**TASK GOAL**
Beginning with the first line below, please repeat the material exactly, ending with the line that includes "pub fn get_args()".
____ SUPPLIED RECORDS
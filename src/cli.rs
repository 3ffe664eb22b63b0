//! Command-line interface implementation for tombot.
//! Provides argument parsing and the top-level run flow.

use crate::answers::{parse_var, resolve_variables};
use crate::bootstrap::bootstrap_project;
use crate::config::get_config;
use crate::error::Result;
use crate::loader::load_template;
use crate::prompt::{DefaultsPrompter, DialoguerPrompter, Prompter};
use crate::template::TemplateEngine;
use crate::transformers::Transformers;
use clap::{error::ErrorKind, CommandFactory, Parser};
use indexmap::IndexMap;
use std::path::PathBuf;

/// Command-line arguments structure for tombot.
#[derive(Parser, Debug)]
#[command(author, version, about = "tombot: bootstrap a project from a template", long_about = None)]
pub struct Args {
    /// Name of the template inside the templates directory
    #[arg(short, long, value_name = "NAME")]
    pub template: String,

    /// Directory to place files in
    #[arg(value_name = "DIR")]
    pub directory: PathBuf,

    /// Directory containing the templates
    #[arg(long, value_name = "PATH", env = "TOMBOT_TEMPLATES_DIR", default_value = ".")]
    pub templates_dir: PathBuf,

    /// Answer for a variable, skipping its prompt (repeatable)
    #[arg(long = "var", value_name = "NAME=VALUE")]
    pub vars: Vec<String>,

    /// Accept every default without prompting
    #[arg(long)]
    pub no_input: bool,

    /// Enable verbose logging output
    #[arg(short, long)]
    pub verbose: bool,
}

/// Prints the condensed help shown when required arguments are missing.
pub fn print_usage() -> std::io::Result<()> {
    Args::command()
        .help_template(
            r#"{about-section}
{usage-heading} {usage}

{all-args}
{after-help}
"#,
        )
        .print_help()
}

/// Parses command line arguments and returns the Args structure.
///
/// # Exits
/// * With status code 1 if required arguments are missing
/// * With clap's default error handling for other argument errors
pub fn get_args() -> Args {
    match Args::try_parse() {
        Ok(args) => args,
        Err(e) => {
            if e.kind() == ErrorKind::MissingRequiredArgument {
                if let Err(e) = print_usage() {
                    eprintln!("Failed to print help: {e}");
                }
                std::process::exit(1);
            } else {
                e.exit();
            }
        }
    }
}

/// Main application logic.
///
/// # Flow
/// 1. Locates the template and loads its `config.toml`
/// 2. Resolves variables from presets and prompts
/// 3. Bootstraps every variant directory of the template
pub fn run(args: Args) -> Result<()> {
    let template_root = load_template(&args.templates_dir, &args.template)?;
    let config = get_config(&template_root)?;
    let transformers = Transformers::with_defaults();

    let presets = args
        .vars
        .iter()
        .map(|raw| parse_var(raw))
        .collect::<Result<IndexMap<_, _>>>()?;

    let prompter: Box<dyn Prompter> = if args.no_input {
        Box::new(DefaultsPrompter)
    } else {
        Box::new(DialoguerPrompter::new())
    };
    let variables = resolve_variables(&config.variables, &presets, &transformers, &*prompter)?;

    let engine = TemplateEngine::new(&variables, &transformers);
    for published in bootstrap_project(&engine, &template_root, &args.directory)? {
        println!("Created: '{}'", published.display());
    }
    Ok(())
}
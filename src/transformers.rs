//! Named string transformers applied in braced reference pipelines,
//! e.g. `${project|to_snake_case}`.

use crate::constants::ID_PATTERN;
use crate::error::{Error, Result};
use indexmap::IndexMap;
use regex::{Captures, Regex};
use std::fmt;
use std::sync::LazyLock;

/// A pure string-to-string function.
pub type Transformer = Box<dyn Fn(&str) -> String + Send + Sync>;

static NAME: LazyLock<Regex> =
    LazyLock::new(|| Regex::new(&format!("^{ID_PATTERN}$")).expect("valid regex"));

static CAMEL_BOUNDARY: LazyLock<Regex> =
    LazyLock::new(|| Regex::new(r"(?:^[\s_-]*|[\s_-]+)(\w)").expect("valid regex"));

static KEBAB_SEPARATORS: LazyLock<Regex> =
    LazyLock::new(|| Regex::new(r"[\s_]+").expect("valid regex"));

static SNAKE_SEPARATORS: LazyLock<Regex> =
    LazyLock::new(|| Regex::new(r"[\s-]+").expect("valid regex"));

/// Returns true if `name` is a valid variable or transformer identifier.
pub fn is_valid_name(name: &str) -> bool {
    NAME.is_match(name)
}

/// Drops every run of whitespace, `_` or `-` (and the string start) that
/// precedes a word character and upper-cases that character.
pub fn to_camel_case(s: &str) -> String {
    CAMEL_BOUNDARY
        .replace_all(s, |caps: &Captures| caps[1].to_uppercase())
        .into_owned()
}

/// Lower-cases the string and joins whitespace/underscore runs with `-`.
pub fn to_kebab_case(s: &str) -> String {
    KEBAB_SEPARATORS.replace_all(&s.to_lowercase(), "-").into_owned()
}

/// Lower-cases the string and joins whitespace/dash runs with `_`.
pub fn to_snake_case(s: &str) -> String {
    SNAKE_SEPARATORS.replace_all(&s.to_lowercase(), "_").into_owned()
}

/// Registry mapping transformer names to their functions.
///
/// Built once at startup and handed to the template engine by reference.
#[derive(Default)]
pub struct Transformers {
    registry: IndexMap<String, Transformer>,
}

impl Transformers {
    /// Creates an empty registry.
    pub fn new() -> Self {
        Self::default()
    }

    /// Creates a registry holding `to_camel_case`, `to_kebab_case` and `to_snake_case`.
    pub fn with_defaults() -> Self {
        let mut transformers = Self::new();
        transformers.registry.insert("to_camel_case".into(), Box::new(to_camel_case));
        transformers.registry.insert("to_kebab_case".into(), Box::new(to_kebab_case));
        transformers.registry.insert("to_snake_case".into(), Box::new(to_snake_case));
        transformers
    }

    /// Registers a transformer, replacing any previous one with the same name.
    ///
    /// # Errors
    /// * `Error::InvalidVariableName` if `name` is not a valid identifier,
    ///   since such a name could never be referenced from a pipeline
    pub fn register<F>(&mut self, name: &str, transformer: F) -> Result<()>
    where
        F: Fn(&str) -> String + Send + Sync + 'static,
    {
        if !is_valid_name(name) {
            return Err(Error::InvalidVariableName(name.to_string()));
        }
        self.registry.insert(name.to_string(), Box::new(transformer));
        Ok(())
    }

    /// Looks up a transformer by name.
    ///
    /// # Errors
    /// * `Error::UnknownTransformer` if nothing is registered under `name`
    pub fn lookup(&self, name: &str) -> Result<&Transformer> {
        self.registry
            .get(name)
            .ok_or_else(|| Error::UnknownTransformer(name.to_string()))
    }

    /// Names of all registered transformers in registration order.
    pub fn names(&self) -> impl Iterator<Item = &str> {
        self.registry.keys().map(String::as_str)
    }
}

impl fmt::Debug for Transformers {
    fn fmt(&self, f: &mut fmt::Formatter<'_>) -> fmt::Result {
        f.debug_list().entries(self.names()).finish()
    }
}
________
**RESULT OF THE TASK**
filename src/cli.rs
repository 3ffe664eb22b63b0
//! Command-line interface implementation for tombot.
//! Provides argument parsing and the top-level run flow.

use crate::answers::{parse_var, resolve_variables};
use crate::bootstrap::bootstrap_project;
use crate::config::get_config;
use crate::error::Result;
use crate::loader::load_template;
use crate::prompt::{DefaultsPrompter, DialoguerPrompter, Prompter};
use crate::template::TemplateEngine;
use crate::transformers::Transformers;
use clap::{error::ErrorKind, CommandFactory, Parser};
use indexmap::IndexMap;
use std::path::PathBuf;

/// Command-line arguments structure for tombot.
#[derive(Parser, Debug)]
#[command(author, version, about = "tombot: bootstrap a project from a template", long_about = None)]
pub struct Args {
    /// Name of the template inside the templates directory
    #[arg(short, long, value_name = "NAME")]
    pub template: String,

    /// Directory to place files in
    #[arg(value_name = "DIR")]
    pub directory: PathBuf,

    /// Directory containing the templates
    #[arg(long, value_name = "PATH", env = "TOMBOT_TEMPLATES_DIR", default_value = ".")]
    pub templates_dir: PathBuf,

    /// Answer for a variable, skipping its prompt (repeatable)
    #[arg(long = "var", value_name = "NAME=VALUE")]
    pub vars: Vec<String>,

    /// Accept every default without prompting
    #[arg(long)]
    pub no_input: bool,

    /// Enable verbose logging output
    #[arg(short, long)]
    pub verbose: bool,
}

/// Prints the condensed help shown when required arguments are missing.
pub fn print_usage() -> std::io::Result<()> {
    Args::command()
        .help_template(
            r#"{about-section}
{usage-heading} {usage}

{all-args}
{after-help}
"#,
        )
        .print_help()
}

/// Parses command line arguments and returns the Args structure.
///
/// # Exits
/// * With status code 1 if required arguments are missing
/// * With clap's default error handling for other argument errors
pub fn get_args() -> Args {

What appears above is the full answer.